Internet 'Kill Switch' Bill -- What Is This, Egypt?

kill-bill poster.jpeg
You can find Uma on the internet, too...
Looking back at the momentous goings on in Egypt of late, there are plenty of takeaways to go around. Here's one: Should the government have the power to sever society from the Internet? 

U.S. lawmakers are considering another attempt to push through a previously failed internet security bill that would essentially give the president an internet kill switch.

The discussion is an eerie reminder of what happened in Egypt a few weeks ago when former president Hosni Mubarak nixed major Internet service providers, keeping citizens from accessing the web and disrupting cell service for days. Already, free speech advocates across the nation -- which means here in San Francisco, naturally -- are criticizing the national efforts.

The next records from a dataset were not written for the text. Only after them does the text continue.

use {
    crate::{
        clap_app::{CommandName, Error, PROGRAM_ID_ARG, SEEDS_ARG},
        config::Config,
        output::{CliBumpCandidate, CliBumpCandidates, CliProgramAddress},
        seed::parse_seed,
    },
    clap::ArgMatches,
    log::debug,
    solana_clap_utils::input_parsers::{pubkey_of, value_of},
    solana_program::pubkey::Pubkey,
    spl_program_address::{
        create_program_address, find_program_address_with_max_bump, verify_program_address,
        ProgramAddressError,
    },
};

pub type CommandResult = Result<String, Error>;

fn seeds_of(matches: &ArgMatches<'_>) -> Result<Vec<Vec<u8>>, Error> {
    matches
        .values_of(SEEDS_ARG.name)
        .map(|values| {
            values
                .map(|value| parse_seed(value).map_err(Into::into))
                .collect()
        })
        .unwrap_or_else(|| Ok(vec![]))
}

fn program_address_output(
    program_id: &Pubkey,
    seeds: &[Vec<u8>],
    address: &Pubkey,
    bump: u8,
) -> CliProgramAddress {
    CliProgramAddress {
        program_id: program_id.to_string(),
        seeds: seeds.iter().map(hex::encode).collect(),
        address: address.to_string(),
        bump,
    }
}

fn command_derive(
    config: &Config,
    program_id: &Pubkey,
    seeds: Vec<Vec<u8>>,
    max_bump: u8,
) -> CommandResult {
    let seed_refs: Vec<&[u8]> = seeds.iter().map(Vec::as_slice).collect();
    debug!(
        "Deriving address for program {} from {} seeds, starting at bump {}",
        program_id,
        seeds.len(),
        max_bump
    );
    let (address, bump) = find_program_address_with_max_bump(&seed_refs, max_bump, program_id)?;
    Ok(config
        .output_format
        .formatted_string(&program_address_output(program_id, &seeds, &address, bump)))
}

fn command_create(
    config: &Config,
    program_id: &Pubkey,
    seeds: Vec<Vec<u8>>,
    bump: u8,
) -> CommandResult {
    let seed_refs: Vec<&[u8]> = seeds.iter().map(Vec::as_slice).collect();
    let address = create_program_address(&seed_refs, bump, program_id).map_err(|err| {
        if err == ProgramAddressError::InvalidSeeds {
            format!("Bump seed {} puts the address on the curve", bump).into()
        } else {
            Error::from(err)
        }
    })?;
    Ok(config
        .output_format
        .formatted_string(&program_address_output(program_id, &seeds, &address, bump)))
}

fn command_bumps(
    config: &Config,
    program_id: &Pubkey,
    seeds: Vec<Vec<u8>>,
    limit: u16,
) -> CommandResult {
    let seed_refs: Vec<&[u8]> = seeds.iter().map(Vec::as_slice).collect();
    let mut candidates = vec![];
    for bump in (0..=u8::MAX).rev().take(limit as usize) {
        let address = match create_program_address(&seed_refs, bump, program_id) {
            Ok(address) => Some(address.to_string()),
            Err(ProgramAddressError::InvalidSeeds) => {
                debug!("Bump {} is on the curve", bump);
                None
            }
            Err(err) => return Err(err.into()),
        };
        candidates.push(CliBumpCandidate { bump, address });
    }
    Ok(config.output_format.formatted_string(&CliBumpCandidates {
        program_id: program_id.to_string(),
        candidates,
    }))
}

fn command_verify(
    config: &Config,
    address: &Pubkey,
    program_id: &Pubkey,
    seeds: Vec<Vec<u8>>,
) -> CommandResult {
    let seed_refs: Vec<&[u8]> = seeds.iter().map(Vec::as_slice).collect();
    let bump = verify_program_address(address, &seed_refs, program_id).map_err(|err| {
        if err == ProgramAddressError::AddressMismatch {
            format!(
                "{} is not the program derived address of these seeds for program {}",
                address, program_id
            )
            .into()
        } else {
            Error::from(err)
        }
    })?;
    Ok(config
        .output_format
        .formatted_string(&program_address_output(program_id, &seeds, address, bump)))
}

pub fn process_command(
    sub_command: &CommandName,
    sub_matches: &ArgMatches<'_>,
    config: &Config,
) -> CommandResult {
    let program_id = pubkey_of(sub_matches, PROGRAM_ID_ARG.name).unwrap();
    let seeds = seeds_of(sub_matches)?;
    match sub_command {
        CommandName::Derive => {
            let max_bump = value_of::<u8>(sub_matches, "max_bump").unwrap_or(u8::MAX);
            command_derive(config, &program_id, seeds, max_bump)
        }
        CommandName::Create => {
            let bump = value_of::<u8>(sub_matches, "bump").unwrap();
            command_create(config, &program_id, seeds, bump)
        }
        CommandName::Bumps => {
            let limit = value_of::<u16>(sub_matches, "limit").unwrap();
            command_bumps(config, &program_id, seeds, limit)
        }
        CommandName::Verify => {
            let address = pubkey_of(sub_matches, "address").unwrap();
            command_verify(config, &address, &program_id, seeds)
        }
    }
}
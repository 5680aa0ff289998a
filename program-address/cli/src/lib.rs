pub mod clap_app;
pub mod command;
pub mod config;
pub mod output;
pub mod seed;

The controversial topic is sure to come up during the RSA conference this week in San Francisco. The event will draw thousands of leaders within the IT and computer security industry who will almost certainly opine on the subject.

Last year, Sen. Joseph Lieberman (I-Conn) introduced the legislation, which was quickly dubbed by the media and critics as the "Kill Switch Bill." His intent, as he has stated, was to defend the U.S. from cyberterrorist attacks by giving the president blanket authority to effectively shut down the Internet in the event of an emergency. The bill died in January when the new Congress was seated.

Critics slammed the legislation, saying it was too dangerous to give the executive branch that much power over the flow of information.

"Considering these networks are our modern printing presses, it indicates serious First Amendment right concerns," said Kevin Bankston, staff attorney with the Electronic Frontier Foundation, a San Francisco-based organization that defends digital rights. "The hope is that with the Egypt situation and the scrutiny, it will result in a much better bill."